Nothing but the entries, copied exactly, should appear in the response.

Collected data:
»»
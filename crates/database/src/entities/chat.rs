//! Chat and membership entity definitions

use chrono::{DateTime, Utc};
use serde::{Deserialize, Serialize};

#[derive(Debug, Clone, PartialEq, Serialize, Deserialize)]
pub struct Chat {
    pub id: i64,
    pub name: String,
    pub chat_type: String,
    pub created_at: DateTime<Utc>,
}

#[derive(Debug, Clone, PartialEq, Serialize, Deserialize)]
pub struct ChatMember {
    pub chat_id: i64,
    pub user_id: i64,
    pub role: MemberRole,
    pub joined_at: DateTime<Utc>,
}

#[derive(Debug, Clone, Copy, PartialEq, Eq, Serialize, Deserialize)]
#[serde(rename_all = "lowercase")]
pub enum MemberRole {
    Owner,
    Admin,
    Member,
}

impl MemberRole {
    pub fn as_str(&self) -> &'static str {
        match self {
            MemberRole::Owner => "owner",
            MemberRole::Admin => "admin",
            MemberRole::Member => "member",
        }
    }
}

impl From<&str> for MemberRole {
    fn from(s: &str) -> Self {
        match s {
            "owner" => MemberRole::Owner,
            "admin" => MemberRole::Admin,
            _ => MemberRole::Member,
        }
    }
}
««
> Exercise response
filename crates/database/src/entities/chat.rs
//! Chat and membership entity definitions

use chrono::{DateTime, Utc};
use serde::{Deserialize, Serialize};

#[derive(Debug, Clone, PartialEq, Serialize, Deserialize)]
pub struct Chat {
    pub id: i64,
    pub name: String,
    pub chat_type: String,
    pub created_at: DateTime<Utc>,
}

#[derive(Debug, Clone, PartialEq, Serialize, Deserialize)]
pub struct ChatMember {
    pub chat_id: i64,
    pub user_id: i64,
    pub role: MemberRole,
    pub joined_at: DateTime<Utc>,
}

#[derive(Debug, Clone, Copy, PartialEq, Eq, Serialize, Deserialize)]
#[serde(rename_all = "lowercase")]
pub enum MemberRole {
    Owner,
    Admin,
    Member,
}

impl MemberRole {
    pub fn as_str(&self) -> &'static str {
        match self {
            MemberRole::Owner => "owner",
            MemberRole::Admin => "admin",
            MemberRole::Member => "member",
        }
    }
}

impl From<&str> for MemberRole {
    fn from(s: &str) -> Self {
        match s {
            "owner" => MemberRole::Owner,
            "admin" => MemberRole::Admin,
            _ => MemberRole::Member,
        }
    }
}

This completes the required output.